Lung cancer is one of the most common cancers in the world. It is a leading cause of cancer death in men and women in the United States, cigarette smoking being leading cause of lung cancer. There are two main types of lung cancer small cell and non-small cell lung cancer (NSCLC). The most common type being NSCLC which accounts for 80-85% of all reported cases. The ability to rapidly detect / diagnose lung cancer at an early stage is critical to successful treatment selection and patient survival. The use of metabolic profiling in biomedical applications metabolic profiling is being deployed as a method for finding novel, mechanistic, biomarkers of disease with obvious potential for improving diagnosis, and patient stratification. Here we present a rapid, simple and reliable high throughput targeted LC/MS single platform, for the quantification/monitoring of small molecule metabolites, lipids and peptides. The methodology employs a single set of LC/MS conditions which facilitate TCA cycle, bile acids, biogenic amine, free fatty acids, acyl carnitines, lipids and 100 protein panel without need for user intervention.
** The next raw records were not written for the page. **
// Core types for pdfbrief
use serde::{Deserialize, Serialize};
use std::fmt;

/// How a page's text was obtained. Exactly one per page.
#[derive(Debug, Clone, Copy, PartialEq, Eq, Hash, Serialize, Deserialize)]
#[serde(rename_all = "kebab-case")]
pub enum ExtractionMethod {
    Native,
    FallbackParser,
    Ocr,
    ExtractionFailed,
}

impl ExtractionMethod {
    pub fn as_str(&self) -> &'static str {
        match self {
            ExtractionMethod::Native => "native",
            ExtractionMethod::FallbackParser => "fallback-parser",
            ExtractionMethod::Ocr => "ocr",
            ExtractionMethod::ExtractionFailed => "extraction-failed",
        }
    }
}

impl fmt::Display for ExtractionMethod {
    fn fmt(&self, f: &mut fmt::Formatter<'_>) -> fmt::Result {
        f.write_str(self.as_str())
    }
}

#[derive(Debug, Clone, PartialEq, Serialize)]
pub struct Page {
    pub index: usize,
    pub text: String,
    pub method: ExtractionMethod,
    /// Non-whitespace characters in `text`.
    pub density: usize,
}

impl Page {
    pub fn new(index: usize, text: String, method: ExtractionMethod) -> Self {
        let density = text_density(&text);
        Self {
            index,
            text,
            method,
            density,
        }
    }

    pub fn failed(index: usize) -> Self {
        Self::new(index, String::new(), ExtractionMethod::ExtractionFailed)
    }

    pub fn is_failed(&self) -> bool {
        self.method == ExtractionMethod::ExtractionFailed
    }
}

/// Count of non-whitespace characters, the density metric for OCR decisions.
pub fn text_density(text: &str) -> usize {
    text.chars().filter(|c| !c.is_whitespace()).count()
}

/// A table recovered by the table side-channel.
#[derive(Debug, Clone, PartialEq, Serialize)]
pub struct Table {
    pub page: Option<usize>,
    pub rows: Vec<Vec<String>>,
}

impl Table {
    /// Non-empty cells of each row joined into one line.
    pub fn row_texts(&self) -> impl Iterator<Item = String> + '_ {
        self.rows.iter().filter_map(|row| {
            let cells: Vec<&str> = row
                .iter()
                .map(|c| c.trim())
                .filter(|c| !c.is_empty())
                .collect();
            if cells.is_empty() {
                None
            } else {
                Some(cells.join(" | "))
            }
        })
    }
}

/// Recoverable problems recorded while building a document.
#[derive(Debug, Clone, PartialEq, Serialize)]
#[serde(tag = "kind", rename_all = "kebab-case")]
pub enum Diagnostic {
    PageExtractionFailed { page: usize, reason: String },
    LowDensity { page: usize, chars: usize },
    OcrUnavailable { reason: String },
    TableExtractionFailed { tool: String, reason: String },
}

impl fmt::Display for Diagnostic {
    fn fmt(&self, f: &mut fmt::Formatter<'_>) -> fmt::Result {
        match self {
            Diagnostic::PageExtractionFailed { page, reason } => {
                write!(f, "page {} extraction failed: {}", page + 1, reason)
            }
            Diagnostic::LowDensity { page, chars } => {
                write!(f, "page {} kept with only {} characters", page + 1, chars)
            }
            Diagnostic::OcrUnavailable { reason } => write!(f, "OCR unavailable: {}", reason),
            Diagnostic::TableExtractionFailed { tool, reason } => {
                write!(f, "table extraction with {} failed: {}", tool, reason)
            }
        }
    }
}

/// Extracted document. Not mutated after extraction completes.
#[derive(Debug, Clone, Serialize)]
pub struct Document {
    pub id: Option<String>,
    pub pages: Vec<Page>,
    pub tables: Vec<Table>,
    pub diagnostics: Vec<Diagnostic>,
}

impl Document {
    pub fn from_texts<I, S>(id: Option<String>, texts: I) -> Self
    where
        I: IntoIterator<Item = S>,
        S: Into<String>,
    {
        let pages = texts
            .into_iter()
            .enumerate()
            .map(|(i, t)| {
                let text: String = t.into();
                if text_density(&text) == 0 {
                    Page::failed(i)
                } else {
                    Page::new(i, text, ExtractionMethod::Native)
                }
            })
            .collect();
        Self {
            id,
            pages,
            tables: Vec::new(),
            diagnostics: Vec::new(),
        }
    }

    /// True if at least one page reached the extraction density threshold.
    pub fn has_usable_text(&self, min_chars: usize) -> bool {
        self.pages.iter().any(|p| !p.is_failed() && p.density >= min_chars.max(1))
    }
}

/// Text of one page inside a chunk.
#[derive(Debug, Clone, PartialEq)]
pub struct PageText {
    pub page: usize,
    pub text: String,
}

/// Contiguous page range `[start, end]` processed as one unit.
#[derive(Debug, Clone, PartialEq)]
pub struct Chunk {
    pub index: usize,
    pub start: usize,
    pub end: usize,
    pub pages: Vec<PageText>,
}

impl Chunk {
    pub fn page_count(&self) -> usize {
        self.end - self.start + 1
    }

    pub fn text(&self) -> String {
        self.pages
            .iter()
            .map(|p| p.text.as_str())
            .collect::<Vec<_>>()
            .join("\n\n")
    }
}

/// Stable document-order position of a sentence: (chunk, ordinal within chunk).
#[derive(Debug, Clone, Copy, PartialEq, Eq, PartialOrd, Ord, Hash, Serialize)]
pub struct SentenceId {
    pub chunk: usize,
    pub ordinal: usize,
}

#[derive(Debug, Clone, PartialEq, Serialize)]
pub struct Sentence {
    pub id: SentenceId,
    pub page: usize,
    pub text: String,
    pub score: f64,
    pub section: SectionLabel,
}

impl Sentence {
    pub fn new(id: SentenceId, page: usize, text: String) -> Self {
        Self {
            id,
            page,
            text,
            score: 0.0,
            section: SectionLabel::General,
        }
    }

    pub fn token_count(&self) -> usize {
        self.text.split_whitespace().count()
    }
}

/// Closed vocabulary of topical buckets.
#[derive(Debug, Clone, Copy, PartialEq, Eq, PartialOrd, Ord, Hash, Serialize, Deserialize)]
#[serde(rename_all = "kebab-case")]
pub enum SectionLabel {
    Overview,
    Financials,
    Risks,
    Strategy,
    Governance,
    General,
}

impl SectionLabel {
    pub const ALL: [SectionLabel; 6] = [
        SectionLabel::Overview,
        SectionLabel::Financials,
        SectionLabel::Risks,
        SectionLabel::Strategy,
        SectionLabel::Governance,
        SectionLabel::General,
    ];

    pub fn as_str(&self) -> &'static str {
        match self {
            SectionLabel::Overview => "overview",
            SectionLabel::Financials => "financials",
            SectionLabel::Risks => "risks",
            SectionLabel::Strategy => "strategy",
            SectionLabel::Governance => "governance",
            SectionLabel::General => "general",
        }
    }
}

impl fmt::Display for SectionLabel {
    fn fmt(&self, f: &mut fmt::Formatter<'_>) -> fmt::Result {
        f.write_str(self.as_str())
    }
}

#[derive(Debug, Clone, PartialEq, Serialize)]
pub struct Section {
    pub label: SectionLabel,
    pub sentences: Vec<SentenceId>,
    pub table_rows: Vec<String>,
}

impl Section {
    pub fn new(label: SectionLabel) -> Self {
        Self {
            label,
            sentences: Vec::new(),
            table_rows: Vec::new(),
        }
    }

    pub fn is_empty(&self) -> bool {
        self.sentences.is_empty() && self.table_rows.is_empty()
    }
}

/// Terminal artifact of the pipeline.
#[derive(Debug, Clone, PartialEq)]
pub struct Summary {
    pub company: Option<String>,
    pub sentences: Vec<String>,
    pub key_points: Vec<String>,
}

impl Summary {
    /// The summary paragraph: selected sentences in reading order.
    pub fn text(&self) -> String {
        self.sentences.join(" ")
    }
}

// Error types
#[derive(Debug, thiserror::Error)]
pub enum SummarizeError {
    #[error("document is unreadable: no page yielded usable text ({pages} pages tried)")]
    DocumentUnreadable { pages: usize },

    #[error("OCR is required but unavailable: {0}")]
    OcrUnavailable(String),

    #[error("invalid configuration: {0}")]
    InvalidConfig(String),

    #[error("IO error: {0}")]
    Io(#[from] std::io::Error),

    #[error("JSON error: {0}")]
    Json(#[from] serde_json::Error),

    #[error("config parse error: {0}")]
    Toml(#[from] toml::de::Error),
}

pub type Result<T> = std::result::Result<T, SummarizeError>;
Plasma from pilot cohort of lung cancer a health control samples were evaluated using this new methodology. The methodology showed excellent reproducibility and accuracy. The peptide analysis showed that 10 peptides were shown to be markers of lung cancer, these are listed in Table 1. Acylcarnitines were quantified over a range of 5 - 625ng/mL data showed that the C14:2 tetradecadienoyl carnitine and C16:1 palmitoleoyl carnitine were elevated in lung cancer samples whereas the C8:1 octenoyl carnitine level was reduced in the lung cancer samples . Although deoxycholic acid and chendeoxycholic acid appeared to be reduced in the lung cancer samples this was determined to be not statistically relevant. A total of 29 amino acids were measured during the analysis. Using t-test with p-value FDR cutoff adjusted to 0.01 the data clearly showed that sarcosine was highly over-expressed in lung cancer samples. Note: This abstract was not presented at the meeting. Citation Format: Robert S. Plumb, Lee Gethings, Andrew Peck. Diagnostic screen for lung cancer using high throughput metabolomics screen [abstract]. In: Proceedings of the American Association for Cancer Research Annual Meeting 2019; 2019 Mar 29-Apr 3; Atlanta, GA. Philadelphia (PA): AACR; Cancer Res 2019;79(13 Suppl):Abstract nr 663.